** Opening Dataset records block **

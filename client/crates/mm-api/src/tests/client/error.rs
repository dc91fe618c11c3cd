use crate::{ApiError, GENERIC_FAILURE_MESSAGE};

use mm_core::Identity;

#[test]
fn test_user_message_prefers_server_message() {
    let err = ApiError::api_error(401, Some("Invalid credentials".into()));
    assert_eq!(err.user_message(), "Invalid credentials");
}

#[test]
fn test_user_message_falls_back_without_server_message() {
    let err = ApiError::api_error(500, None);
    assert_eq!(err.user_message(), GENERIC_FAILURE_MESSAGE);

    let blank = ApiError::api_error(500, Some("  ".into()));
    assert_eq!(blank.user_message(), GENERIC_FAILURE_MESSAGE);
}

#[test]
fn test_user_message_for_validation() {
    let err = ApiError::validation("Please enter username and password");
    assert_eq!(err.user_message(), "Please enter username and password");
}

#[test]
fn test_user_message_hides_payload_details() {
    let core = Identity::from_login_data(serde_json::Value::Null).unwrap_err();
    let err = ApiError::from(core);
    assert_eq!(err.user_message(), GENERIC_FAILURE_MESSAGE);
    assert!(!err.is_network());
}

#[test]
fn test_json_error_display_includes_context() {
    let source = serde_json::from_str::<serde_json::Value>("{").unwrap_err();
    let err = ApiError::from(source);
    assert!(err.to_string().starts_with("JSON parse error"));
    assert_eq!(err.user_message(), GENERIC_FAILURE_MESSAGE);
}
use crate::{
    ConfigError, ConfigErrorResult, DEFAULT_API_BASE_URL, DEFAULT_API_TIMEOUT_SECS,
    MAX_API_TIMEOUT_SECS, MIN_API_TIMEOUT_SECS,
};

use std::time::Duration;

use serde::Deserialize;

/// Where the remote matchmaking API lives and how long to wait for it
#[derive(Debug, Clone, Deserialize)]
#[serde(default)]
pub struct ApiConfig {
    /// Base URL, without the `/api` prefix
    pub base_url: String,
    /// Per-request timeout in seconds
    pub timeout_secs: u64,
}

impl Default for ApiConfig {
    fn default() -> Self {
        Self {
            base_url: String::from(DEFAULT_API_BASE_URL),
            timeout_secs: DEFAULT_API_TIMEOUT_SECS,
        }
    }
}

impl ApiConfig {
    pub fn validate(&self) -> ConfigErrorResult<()> {
        if !(self.base_url.starts_with("http://") || self.base_url.starts_with("https://")) {
            return Err(ConfigError::api(format!(
                "api.base_url must start with http:// or https://, got '{}'",
                self.base_url
            )));
        }

        if self.timeout_secs < MIN_API_TIMEOUT_SECS || self.timeout_secs > MAX_API_TIMEOUT_SECS {
            return Err(ConfigError::api(format!(
                "api.timeout_secs must be {}-{}, got {}",
                MIN_API_TIMEOUT_SECS, MAX_API_TIMEOUT_SECS, self.timeout_secs
            )));
        }

        Ok(())
    }

    pub fn timeout(&self) -> Duration {
        Duration::from_secs(self.timeout_secs)
    }
}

** Closing Dataset records block **

* [Your objective]: Across the whole listing, every line must be copied exactly.

* [Task output]:
filename client/crates/mm-api/src/tests/client/error.rs
repository dc91fe618c11c3cd
use crate::{ApiError, GENERIC_FAILURE_MESSAGE};

use mm_core::Identity;

#[test]
fn test_user_message_prefers_server_message() {
    let err = ApiError::api_error(401, Some("Invalid credentials".into()));
    assert_eq!(err.user_message(), "Invalid credentials");
}

#[test]
fn test_user_message_falls_back_without_server_message() {
    let err = ApiError::api_error(500, None);
    assert_eq!(err.user_message(), GENERIC_FAILURE_MESSAGE);

    let blank = ApiError::api_error(500, Some("  ".into()));
    assert_eq!(blank.user_message(), GENERIC_FAILURE_MESSAGE);
}

#[test]
fn test_user_message_for_validation() {
    let err = ApiError::validation("Please enter username and password");
    assert_eq!(err.user_message(), "Please enter username and password");
}

#[test]
fn test_user_message_hides_payload_details() {
    let core = Identity::from_login_data(serde_json::Value::Null).unwrap_err();
    let err = ApiError::from(core);
    assert_eq!(err.user_message(), GENERIC_FAILURE_MESSAGE);
    assert!(!err.is_network());
}

#[test]
fn test_json_error_display_includes_context() {
    let source = serde_json::from_str::<serde_json::Value>("{").unwrap_err();
    let err = ApiError::from(source);
    assert!(err.to_string().starts_with("JSON parse error"));
    assert_eq!(err.user_message(), GENERIC_FAILURE_MESSAGE);
}
use crate::{
    ConfigError, ConfigErrorResult, DEFAULT_API_BASE_URL, DEFAULT_API_TIMEOUT_SECS,
    MAX_API_TIMEOUT_SECS, MIN_API_TIMEOUT_SECS,
};

use std::time::Duration;

use serde::Deserialize;

/// Where the remote matchmaking API lives and how long to wait for it
#[derive(Debug, Clone, Deserialize)]
#[serde(default)]
pub struct ApiConfig {
    /// Base URL, without the `/api` prefix
    pub base_url: String,
    /// Per-request timeout in seconds
    pub timeout_secs: u64,
}

impl Default for ApiConfig {
    fn default() -> Self {
        Self {
            base_url: String::from(DEFAULT_API_BASE_URL),
            timeout_secs: DEFAULT_API_TIMEOUT_SECS,
        }
    }
}

impl ApiConfig {
    pub fn validate(&self) -> ConfigErrorResult<()> {
        if !(self.base_url.starts_with("http://") || self.base_url.starts_with("https://")) {
            return Err(ConfigError::api(format!(
                "api.base_url must start with http:// or https://, got '{}'",
                self.base_url
            )));
        }

        if self.timeout_secs < MIN_API_TIMEOUT_SECS || self.timeout_secs > MAX_API_TIMEOUT_SECS {
            return Err(ConfigError::api(format!(
                "api.timeout_secs must be {}-{}, got {}",
                MIN_API_TIMEOUT_SECS, MAX_API_TIMEOUT_SECS, self.timeout_secs
            )));
        }

        Ok(())
    }

    pub fn timeout(&self) -> Duration {
        Duration::from_secs(self.timeout_secs)
    }
}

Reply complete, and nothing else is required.